One of them was known as Sister Mathematical (SM), and the other one was known as Sister Logical (SL).
It is getting dark and they are still far away from the convent.
SM: Have you noticed that a man has been following us for the past
thirty-eight and a half minutes? I wonder what he wants.
SL: It’s logical. He wants to have sex with us.
SM: Oh, no! At this rate he will reach us in 15 minutes at the most! What
can we do?
SL: The only logical thing to do of course is to walk faster.
A little while later…
SM: It’s not working.
SL: Of course it’s not working. The man did the only logical thing. He
started to walk faster, too.
SM: So, what shall we do? At this rate he will reach us in one minute.
SL: The only logical thing we can do is split. You go that way and I’ll go
this way. He cannot follow us both.
So the man decided to follow Sister Logical.
Sister Mathematical arrives at the convent and is worried about what has happened to Sister Logical.
Then Sister Logical arrives.
SM: Sister Logical!

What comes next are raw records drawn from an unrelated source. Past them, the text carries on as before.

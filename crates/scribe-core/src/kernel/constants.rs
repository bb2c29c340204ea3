/// Application name
pub const APP_NAME: &str = "Scribe";

/// Application version
pub const APP_VERSION: &str = env!("CARGO_PKG_VERSION");

/// Owner recorded for extensions the host registers itself
pub const HOST_OWNER: &str = "host";

/// Environment variable overriding the home directory
pub const HOME_ENV_VAR: &str = "SCRIBE_HOME";

/// Directory name under the platform config dir
pub const CONFIG_DIR_NAME: &str = "scribe";

/// Host configuration file inside the home directory
pub const CONFIG_FILE_NAME: &str = "config.toml";

/// Settings file inside the home directory
pub const DEFAULT_SETTINGS_FILE: &str = "settings.properties";

pub const DEFAULT_LOG_LEVEL: &str = "info";

/// Maximum number of recent files kept
pub const RECENT_FILES_LIMIT: usize = 10;

/// Settings key prefix of the recent file entries
pub const RECENT_FILES_PREFIX: &str = "files.recent.";

/// Settings key of the last opened workspace root
pub const WORKSPACE_ROOT_KEY: &str = "workspace.root";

Thank God you are here! Tell me what happened!
SL: The only logical thing happened. The man couldn’t follow
us both, so he followed me.
SM: Yes, yes! But what happened then?
SL: The only logical thing happened. I started to run as fast as I could
and he started to run as fast as he could.
SL : The only logical thing happened. He caught up to me.
SM : Oh, dear! What did you do?
SL : The only logical thing to do. I lifted my dress up.
SM : Oh, Sister! What did the man do?
SL: The only logical thing to do. He pulled down his pants.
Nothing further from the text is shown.